The gilsonite deposits in the Uinta Basin appear to originate from the mahogany oil shale zone of the Paleogene Green River Formation (Parachute Creek Member) and are hosted primarily in the overlying Uinta and Duchesne River Formations. Verbeek and Grout (1993) concluded that the veins formed in two stages associated with thermal maturation of the Green River Formation in the deeply buried source kitchen along the synclinal axis of the basin. First, overpressuring deep in the Uinta Basin expelled large quantities of thermal water from the source rocks and induced hydraulic fractures in the overlying and adjacent strata (Uinta and Duschesne River Formations). With increased thermal maturity, a second phase of viscous liquid bitumen was extruded from the source rocks, which forced open the existing fractures and filled them with bitumen. This liquid bitumen precursor later solidified in these veins to form gilsonite, primarily through cooling, devolatization, polymerization, and/or limited biodegradation.
Gilsonite has a dull, black, coal-like appearance on weathered surfaces and a shiny, black, obsidian-like appearance on fresh surfaces.

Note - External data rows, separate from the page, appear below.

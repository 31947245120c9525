//! Session manager.
//!
//! Owns the "give me a valid session" path: reads the stored session,
//! checks expiry and joins or starts the single in-flight refresh. At most
//! one refresh network exchange is outstanding per client at any time.
//!
//! The refresh itself runs on a spawned task so it always settles, even if
//! every caller awaiting it goes away. Its outcome is shared by all waiters.
//!
//! `update` and `remove` bump a write epoch. A refresh that started under an
//! older epoch does not touch the store when it settles; its waiters get
//! [`RefreshError::Superseded`], except `session()` callers, who get the
//! newer session if it is still valid.

use crate::error::RefreshError;
use crate::event_bus::EventBus;
use crate::refresher::TokenRefresher;
use crate::store::SessionStore;
use crate::types::{AuthChangeEvent, Session};
use crate::{AuthError, AuthResult};
use futures_util::future::{BoxFuture, FutureExt, Shared};
use parking_lot::Mutex;
use std::sync::atomic::{AtomicU64, Ordering};
use std::sync::Arc;
use std::time::Duration;
use tracing::{debug, error, info, warn};
use uuid::Uuid;

type RefreshFuture = Shared<BoxFuture<'static, Result<Session, RefreshError>>>;

struct InFlightRefresh {
    id: u64,
    refresh_token: String,
    future: RefreshFuture,
}

/// Why a refresh is being requested.
#[derive(Debug, Clone, Copy, PartialEq, Eq)]
enum RefreshMode {
    /// The stored session is expired.
    Expired,
    /// Refresh the stored session now, regardless of expiry.
    Forced,
    /// Refresh a caller-supplied token that may not be the stored one.
    Explicit,
}

enum Flight {
    Ready(Session),
    Pending(RefreshFuture),
    /// A refresh for another token is running; wait for it, then retry.
    Busy(RefreshFuture),
}

struct ManagerInner {
    client_id: Uuid,
    store: SessionStore,
    refresher: TokenRefresher,
    bus: EventBus,
    expiry_margin: Duration,
    in_flight: Mutex<Option<InFlightRefresh>>,
    next_flight_id: AtomicU64,
    epoch: Mutex<u64>,
}

/// Coordinates session reads, refreshes and writes for one client.
#[derive(Clone)]
pub struct SessionManager {
    inner: Arc<ManagerInner>,
}

impl SessionManager {
    pub fn new(client_id: Uuid, store: SessionStore, refresher: TokenRefresher, bus: EventBus) -> Self {
        let expiry_margin = refresher.config().expiry_margin;
        Self {
            inner: Arc::new(ManagerInner {
                client_id,
                store,
                refresher,
                bus,
                expiry_margin,
                in_flight: Mutex::new(None),
                next_flight_id: AtomicU64::new(1),
                epoch: Mutex::new(0),
            }),
        }
    }

    pub fn client_id(&self) -> Uuid {
        self.inner.client_id
    }

    /// Get the current session, refreshing it first if it is expired.
    ///
    /// With `validate_expiration == false` the stored session is returned
    /// as-is. Fails with [`AuthError::SessionMissing`] when nothing is
    /// stored, or with the refresh error when the refresh fails.
    pub async fn session(&self, validate_expiration: bool) -> AuthResult<Session> {
        let session = self.inner.store.get().ok_or(AuthError::SessionMissing)?;

        if !validate_expiration || !session.is_expired_with(self.inner.expiry_margin) {
            return Ok(session);
        }

        debug!(
            client_id = %self.inner.client_id,
            expires_at = session.expires_at,
            "Stored session expired, refreshing"
        );
        self.join_refresh(session.refresh_token, RefreshMode::Expired)
            .await
    }

    /// Refresh now, regardless of expiry.
    ///
    /// With `None` the stored session's refresh token is used. Joins a
    /// refresh that is already in flight instead of starting another one.
    pub async fn refresh(&self, refresh_token: Option<&str>) -> AuthResult<Session> {
        match refresh_token {
            Some(token) => {
                self.join_refresh(token.to_string(), RefreshMode::Explicit)
                    .await
            }
            None => {
                let session = self.inner.store.get().ok_or(AuthError::SessionMissing)?;
                self.join_refresh(session.refresh_token, RefreshMode::Forced)
                    .await
            }
        }
    }

    /// Replace the stored session and announce it with `event`.
    pub fn update(&self, session: &Session, event: AuthChangeEvent) -> AuthResult<()> {
        {
            let mut epoch = self.inner.epoch.lock();
            *epoch += 1;
            self.inner.store.store(session)?;
            self.inner.bus.emit(event, Some(session.clone()));
        }
        self.inner.detach_in_flight();

        info!(
            client_id = %self.inner.client_id,
            user_id = %session.user.id,
            event = ?event,
            "Session updated"
        );
        Ok(())
    }

    /// Delete the stored session. Emits nothing.
    pub fn remove(&self) -> AuthResult<()> {
        {
            let mut epoch = self.inner.epoch.lock();
            *epoch += 1;
            self.inner.store.delete()?;
        }
        self.inner.detach_in_flight();

        debug!(client_id = %self.inner.client_id, "Session removed");
        Ok(())
    }

    /// The stored session without expiry validation or network access.
    pub fn stored_session(&self) -> Option<Session> {
        self.inner.store.get()
    }

    /// True while a refresh exchange is outstanding.
    pub fn is_refreshing(&self) -> bool {
        self.inner.in_flight.lock().is_some()
    }

    async fn join_refresh(&self, refresh_token: String, mode: RefreshMode) -> AuthResult<Session> {
        loop {
            let future = match self.flight(refresh_token.clone(), mode)? {
                Flight::Ready(session) => return Ok(session),
                Flight::Pending(future) => future,
                Flight::Busy(other) => {
                    let _ = other.await;
                    continue;
                }
            };

            return match future.await {
                Err(RefreshError::Superseded) if mode == RefreshMode::Expired => {
                    // A newer session was written while we waited.
                    self.inner
                        .store
                        .get()
                        .filter(|session| !session.is_expired_with(self.inner.expiry_margin))
                        .ok_or(AuthError::Refresh(RefreshError::Superseded))
                }
                result => result.map_err(AuthError::from),
            };
        }
    }

    /// Join the in-flight refresh, or create it.
    ///
    /// An explicit refresh only joins a flight for the same token.
    ///
    /// Without an in-flight refresh the store is re-read under the lock: a
    /// session replaced meanwhile (different refresh token), or one that is
    /// no longer expired, is returned instead of refreshing again.
    fn flight(&self, refresh_token: String, mode: RefreshMode) -> AuthResult<Flight> {
        let started_epoch = *self.inner.epoch.lock();
        let mut slot = self.inner.in_flight.lock();

        if let Some(in_flight) = slot.as_ref() {
            if mode == RefreshMode::Explicit && in_flight.refresh_token != refresh_token {
                debug!(
                    client_id = %self.inner.client_id,
                    flight_id = in_flight.id,
                    "Waiting for refresh of another token"
                );
                return Ok(Flight::Busy(in_flight.future.clone()));
            }
            debug!(
                client_id = %self.inner.client_id,
                flight_id = in_flight.id,
                "Joining in-flight refresh"
            );
            return Ok(Flight::Pending(in_flight.future.clone()));
        }

        if mode != RefreshMode::Explicit {
            let stored = self.inner.store.get().ok_or(AuthError::SessionMissing)?;
            if stored.refresh_token != refresh_token {
                debug!(client_id = %self.inner.client_id, "Session already replaced, skipping refresh");
                return Ok(Flight::Ready(stored));
            }
            if mode == RefreshMode::Expired && !stored.is_expired_with(self.inner.expiry_margin) {
                return Ok(Flight::Ready(stored));
            }
        }

        let id = self.inner.next_flight_id.fetch_add(1, Ordering::Relaxed);
        let inner = self.inner.clone();
        let token = refresh_token.clone();
        let handle = tokio::spawn(async move {
            let result = inner.refresher.refresh(&token).await;
            let outcome = inner.settle(started_epoch, result);
            inner.clear_in_flight(id);
            outcome
        });

        let future = async move {
            match handle.await {
                Ok(outcome) => outcome,
                Err(e) => Err(RefreshError::Transient(format!("refresh task failed: {}", e))),
            }
        }
        .boxed()
        .shared();

        debug!(client_id = %self.inner.client_id, flight_id = id, mode = ?mode, "Starting refresh");
        *slot = Some(InFlightRefresh {
            id,
            refresh_token,
            future: future.clone(),
        });
        Ok(Flight::Pending(future))
    }
}

impl ManagerInner {
    /// Apply a finished refresh to the store, unless the session was
    /// replaced or removed while it ran.
    fn settle(
        &self,
        started_epoch: u64,
        result: Result<Session, RefreshError>,
    ) -> Result<Session, RefreshError> {
        let epoch = self.epoch.lock();
        if *epoch != started_epoch {
            info!(client_id = %self.client_id, "Discarding refresh result for a replaced session");
            return Err(RefreshError::Superseded);
        }

        match result {
            Ok(session) => {
                if let Err(e) = self.store.store(&session) {
                    error!(client_id = %self.client_id, error = %e, "Failed to persist refreshed session");
                }
                self.bus
                    .emit(AuthChangeEvent::TokenRefreshed, Some(session.clone()));
                info!(
                    client_id = %self.client_id,
                    user_id = %session.user.id,
                    expires_at = session.expires_at,
                    "Session refreshed"
                );
                Ok(session)
            }
            Err(e) if e.is_permanent() => {
                warn!(client_id = %self.client_id, error = %e, "Refresh token rejected, clearing session");
                if let Err(delete_err) = self.store.delete() {
                    error!(client_id = %self.client_id, error = %delete_err, "Failed to clear rejected session");
                }
                Err(e)
            }
            Err(e) => {
                warn!(client_id = %self.client_id, error = %e, "Refresh failed, keeping stored session");
                Err(e)
            }
        }
    }

    fn clear_in_flight(&self, id: u64) {
        let mut slot = self.in_flight.lock();
        if slot.as_ref().is_some_and(|in_flight| in_flight.id == id) {
            *slot = None;
        }
    }

    fn detach_in_flight(&self) {
        if let Some(in_flight) = self.in_flight.lock().take() {
            debug!(client_id = %self.client_id, flight_id = in_flight.id, "Detached in-flight refresh");
        }
    }
}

Fracture surfaces vary from conchoidal to columnar (pencillated) to flaky or scaly (Figure 6). Occasionally, gilsonite in deep parts of excavated veins occurs in a semisolid state, and this viscous fluid is called “gilsonite tar.” Major subdivisions of gilsonite are historically based on appearance and fusing (melting) temperature. The “select” grade of gilsonite tends to occur in the center of veins and is characterized by a higher luster, conchoidal fracture, and generally lower fusing point of 149–168°C (300–334°F) (Abraham, 1945; Kretchman, 1957; Boden and Tripp, 2012). The “seconds” tend to occur along vein margins or at the surface and have a somewhat duller luster, pencillated texture and a higher fusing point of 152–183°C (306–361°F) (Abraham, 1945; Kretchman, 1957; Boden and Tripp, 2012). Pencillated texture forms at right angles to vein walls and typically penetrates about 15 cm (6 in) into the ore (Verbeek and Grout, 1993). Gilsonite is reported to contain small quantities of authigenic quartz and barite, and occasionally 1–3-mm (0.04–0.19 in.) vesicles that originally contained water or gas (Monson and Parnell, 1992).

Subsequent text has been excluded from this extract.